Now that the fuselage and cockpit are attached, the next step moves on to completing the wings. The lower wing is provided as one piece, with wheel well roof molded into the top wing pieces. The wheel wells are nicely detailed and consist of 11 parts. You start by adding the rear wall of the gear bays, and add the remaining pieces to build up the rest of the wheel well from there. The inboard cannons are also added at this point. The level of detail in the gear bays is really amazing, and the fit is superb. Once the gear bays are complete, the upper portions of the wings are added to the lower portion.
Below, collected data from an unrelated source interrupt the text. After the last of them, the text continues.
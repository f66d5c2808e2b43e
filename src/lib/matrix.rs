//! Transcript-compatibility-count matrix
//!
//! A concurrent map from canonical EC strings to per-sample counters.
//! Contention is kept low by sharding on a hash of the EC string and giving
//! every shard its own mutex; there is deliberately no whole-map lock on the
//! increment path. Rows are created on first increment and live until the
//! process exits.

use anyhow::Result;
use itertools::Itertools;
use parking_lot::Mutex;
use rustc_hash::{FxHashMap, FxHashSet, FxHasher};
use std::fs::File;
use std::hash::{Hash, Hasher};
use std::io::{BufWriter, Write};
use std::path::PathBuf;

use crate::core::error::TccError;
use crate::core::fs::ensure_parent_dir;

const SHARD_COUNT: usize = 64;

/// Sharded EC-string → per-sample counter map.
pub struct TccMatrix {
    num_samples: usize,
    shards: Vec<Mutex<FxHashMap<String, Vec<u64>>>>,
}

impl TccMatrix {
    pub fn new(num_samples: usize) -> Self {
        let shards = (0..SHARD_COUNT)
            .map(|_| Mutex::new(FxHashMap::default()))
            .collect();
        Self {
            num_samples,
            shards,
        }
    }

    fn shard_index(ec: &str) -> usize {
        let mut hasher = FxHasher::default();
        ec.hash(&mut hasher);
        hasher.finish() as usize % SHARD_COUNT
    }

    pub fn num_samples(&self) -> usize {
        self.num_samples
    }

    /// Add one to `(ec, sample)`, inserting a zeroed row on first sight.
    /// Only the owning shard is locked, so concurrent workers on different
    /// ECs rarely contend.
    pub fn increment(&self, ec: &str, sample: usize) {
        debug_assert!(sample < self.num_samples);
        let mut shard = self.shards[Self::shard_index(ec)].lock();
        match shard.get_mut(ec) {
            Some(row) => row[sample] += 1,
            None => {
                let mut row = vec![0u64; self.num_samples];
                row[sample] = 1;
                shard.insert(ec.to_owned(), row);
            }
        }
    }

    /// Number of distinct ECs seen so far.
    pub fn len(&self) -> usize {
        self.shards.iter().map(|s| s.lock().len()).sum()
    }

    pub fn is_empty(&self) -> bool {
        self.len() == 0
    }

    /// Sum of every counter in the matrix.
    pub fn total_count(&self) -> u64 {
        self.shards
            .iter()
            .map(|s| s.lock().values().flatten().sum::<u64>())
            .sum()
    }

    /// Snapshot of all rows in emitter enumeration order (shards in index
    /// order, rows in shard iteration order).
    fn rows(&self) -> Vec<(String, Vec<u64>)> {
        let mut rows = Vec::with_capacity(self.len());
        for shard in &self.shards {
            let shard = shard.lock();
            rows.extend(shard.iter().map(|(ec, counts)| (ec.clone(), counts.clone())));
        }
        rows
    }

    /// Rows rearranged to follow an external EC ordering: ordered ECs first
    /// (all-zero rows for ECs the matrix never saw), then the remaining
    /// matrix rows in enumeration order.
    fn rows_in_order(&self, order: &[String], order_set: &FxHashSet<String>) -> Vec<(String, Vec<u64>)> {
        let rows = self.rows();
        let by_ec: FxHashMap<&str, &Vec<u64>> =
            rows.iter().map(|(ec, counts)| (ec.as_str(), counts)).collect();

        let mut out = Vec::with_capacity(order.len() + rows.len());
        for ec in order {
            let counts = by_ec
                .get(ec.as_str())
                .map(|counts| (*counts).clone())
                .unwrap_or_else(|| vec![0u64; self.num_samples]);
            out.push((ec.clone(), counts));
        }
        for (ec, counts) in &rows {
            if !order_set.contains(ec) {
                out.push((ec.clone(), counts.clone()));
            }
        }
        out
    }

    /// Emit `<stem>.ec` and a dense `<stem>.tsv` (one column per sample).
    pub fn write_dense(&self, stem: &str) -> Result<()> {
        emit(&self.rows(), stem, Layout::Dense)
    }

    /// Emit `<stem>.ec` and a sparse `<stem>.tsv` of non-zero
    /// `row_id<TAB>sample<TAB>count` triples.
    pub fn write_sparse(&self, stem: &str) -> Result<()> {
        emit(&self.rows(), stem, Layout::Sparse)
    }

    pub fn write_dense_ordered(
        &self,
        stem: &str,
        order: &[String],
        order_set: &FxHashSet<String>,
    ) -> Result<()> {
        emit(&self.rows_in_order(order, order_set), stem, Layout::Dense)
    }

    pub fn write_sparse_ordered(
        &self,
        stem: &str,
        order: &[String],
        order_set: &FxHashSet<String>,
    ) -> Result<()> {
        emit(&self.rows_in_order(order, order_set), stem, Layout::Sparse)
    }
}

#[derive(Clone, Copy)]
enum Layout {
    Dense,
    Sparse,
}

fn create_output(path: PathBuf) -> Result<BufWriter<File>> {
    ensure_parent_dir(&path)?;
    let file =
        File::create(&path).map_err(|_| TccError::Open(path.display().to_string()))?;
    Ok(BufWriter::new(file))
}

fn emit(rows: &[(String, Vec<u64>)], stem: &str, layout: Layout) -> Result<()> {
    let mut ec_out = create_output(PathBuf::from(format!("{}.ec", stem)))?;
    let mut tsv_out = create_output(PathBuf::from(format!("{}.tsv", stem)))?;

    for (row_id, (ec, counts)) in rows.iter().enumerate() {
        writeln!(ec_out, "{}\t{}", row_id, ec)?;
        match layout {
            Layout::Dense => {
                writeln!(tsv_out, "{}\t{}", row_id, counts.iter().join("\t"))?;
            }
            Layout::Sparse => {
                for (sample, count) in counts.iter().enumerate() {
                    if *count != 0 {
                        writeln!(tsv_out, "{}\t{}\t{}", row_id, sample, count)?;
                    }
                }
            }
        }
    }
    ec_out.flush()?;
    tsv_out.flush()?;
    Ok(())
}

#[cfg(test)]
mod tests {
    use super::*;
    use std::fs;
    use std::sync::Arc;
    use std::thread;

    fn stem(dir: &tempfile::TempDir, name: &str) -> String {
        dir.path().join(name).to_str().unwrap().to_owned()
    }

    #[test]
    fn increment_creates_and_accumulates_rows() {
        let matrix = TccMatrix::new(3);
        matrix.increment("0,1", 0);
        matrix.increment("0,1", 0);
        matrix.increment("0,1", 2);
        matrix.increment("4", 1);
        assert_eq!(matrix.len(), 2);
        assert_eq!(matrix.total_count(), 4);
    }

    #[test]
    fn concurrent_increments_are_exact() {
        let matrix = Arc::new(TccMatrix::new(2));
        let ecs = ["0", "0,1", "1,2,3", "7", "2,9"];
        let mut handles = Vec::new();
        for worker in 0..8 {
            let matrix = Arc::clone(&matrix);
            handles.push(thread::spawn(move || {
                for i in 0..1000 {
                    let ec = ecs[(worker + i) % ecs.len()];
                    matrix.increment(ec, i % 2);
                }
            }));
        }
        for handle in handles {
            handle.join().unwrap();
        }
        assert_eq!(matrix.len(), 5);
        assert_eq!(matrix.total_count(), 8 * 1000);
    }

    #[test]
    fn sparse_emits_nonzero_triples_only() {
        let dir = tempfile::tempdir().unwrap();
        let matrix = TccMatrix::new(3);
        for _ in 0..3 {
            matrix.increment("0,1", 0);
        }
        for _ in 0..5 {
            matrix.increment("0,1", 2);
        }
        let stem = stem(&dir, "out");
        matrix.write_sparse(&stem).unwrap();

        let tsv = fs::read_to_string(format!("{}.tsv", stem)).unwrap();
        assert_eq!(tsv, "0\t0\t3\n0\t2\t5\n");
        let ec = fs::read_to_string(format!("{}.ec", stem)).unwrap();
        assert_eq!(ec, "0\t0,1\n");
    }

    #[test]
    fn dense_emits_every_sample_column() {
        let dir = tempfile::tempdir().unwrap();
        let matrix = TccMatrix::new(3);
        matrix.increment("2,5", 1);
        let stem = stem(&dir, "dense");
        matrix.write_dense(&stem).unwrap();

        let tsv = fs::read_to_string(format!("{}.tsv", stem)).unwrap();
        assert_eq!(tsv, "0\t0\t1\t0\n");
    }

    #[test]
    fn ordered_emitters_follow_external_order() {
        let dir = tempfile::tempdir().unwrap();
        let matrix = TccMatrix::new(1);
        matrix.increment("0,1", 0);
        matrix.increment("5", 0);

        let order = vec!["9,10".to_owned(), "0,1".to_owned()];
        let order_set: FxHashSet<String> = order.iter().cloned().collect();
        let stem = stem(&dir, "ordered");
        matrix.write_dense_ordered(&stem, &order, &order_set).unwrap();

        let ec = fs::read_to_string(format!("{}.ec", stem)).unwrap();
        let lines: Vec<&str> = ec.lines().collect();
        // External order first (including the EC we never saw), then the
        // leftover matrix row.
        assert_eq!(lines[0], "0\t9,10");
        assert_eq!(lines[1], "1\t0,1");
        assert_eq!(lines[2], "2\t5");

        let tsv = fs::read_to_string(format!("{}.tsv", stem)).unwrap();
        let lines: Vec<&str> = tsv.lines().collect();
        assert_eq!(lines[0], "0\t0");
        assert_eq!(lines[1], "1\t1");
        assert_eq!(lines[2], "2\t1");
    }

    #[test]
    fn identical_ec_strings_share_a_row() {
        let matrix = TccMatrix::new(2);
        matrix.increment("1,2,3", 0);
        matrix.increment("1,2,3", 1);
        assert_eq!(matrix.len(), 1);
    }
}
After completing the wings, you’ll move to the fuselage and add the cowling and gun covers. There are two choices of cowling, depending on which plane you are building. The first choice is the normal cowlings with depressions for the two machine guns mounted on most FW-190s, and the second choice has the gun areas closed off, which looks like a field modification made on a few specific machines. Either way, no cowling mounted machine guns should be added for either of the model choices in this kit. The Germans found that after adding the additional armor around the cockpit, the extra weight had a negative effect on the plane’s performance. In an effort to alleviate this deficiency, the cowling machine guns were often removed in favor of the reduced weight.
The canopies are nice and clear with a separate windscreen enabling them to be modeled open if wished. The canopy options provide an example of Eduard’s attention to details. On the FW-190, the sliding canopy width varied as it slid open, Eduard provides two canopy alternatives depending on whether you will model the cockpit open, or closed. Once you chose which canopy version to use, the armored head rest and brace can be added to the canopy. Also, depending on which version you plan to build, the canopy has separate armored glass on each side that will need to be added to the canopy. This step caused a little consternation on my part. You’ll need to paint the separate armored “blinkers”, before attaching them to the canopy. I chose to attach them using Klear, instead of glue.
The undercarriage comes last, and consists of two parts for each gear leg with nicely molded tires with separate hubs. Attaching the landing gear is a little tricky, because the attachment point is a very tight fit and it is somewhat difficult to get the correct Focke-Wulf stance, but with a little more patience than usual, I was able to get it to work. The kit also provides a drop tank and a single bomb for a choice of ordinance. However, neither of the planes in the kit would have carried a bomb, so the drop tank is the only option to use.
The decals provided are outstanding. Extremely thin, and in perfect register. When applying the decals, make sure you’re absolutely ready to put them down, because they are relatively unforgiving. I had issues with one, or two, due entirely to carelessness on my part. However, when placed correctly, they are really wonderful.
Overall, the kit is excellent to build. It won’t just ‘fall together’, and a few areas will need some special attention, but the end result is a fantastic model with a really great fit. This kit is highly recommended.
A special thanks to Eduard and IPMS/USA for providing this kit for review.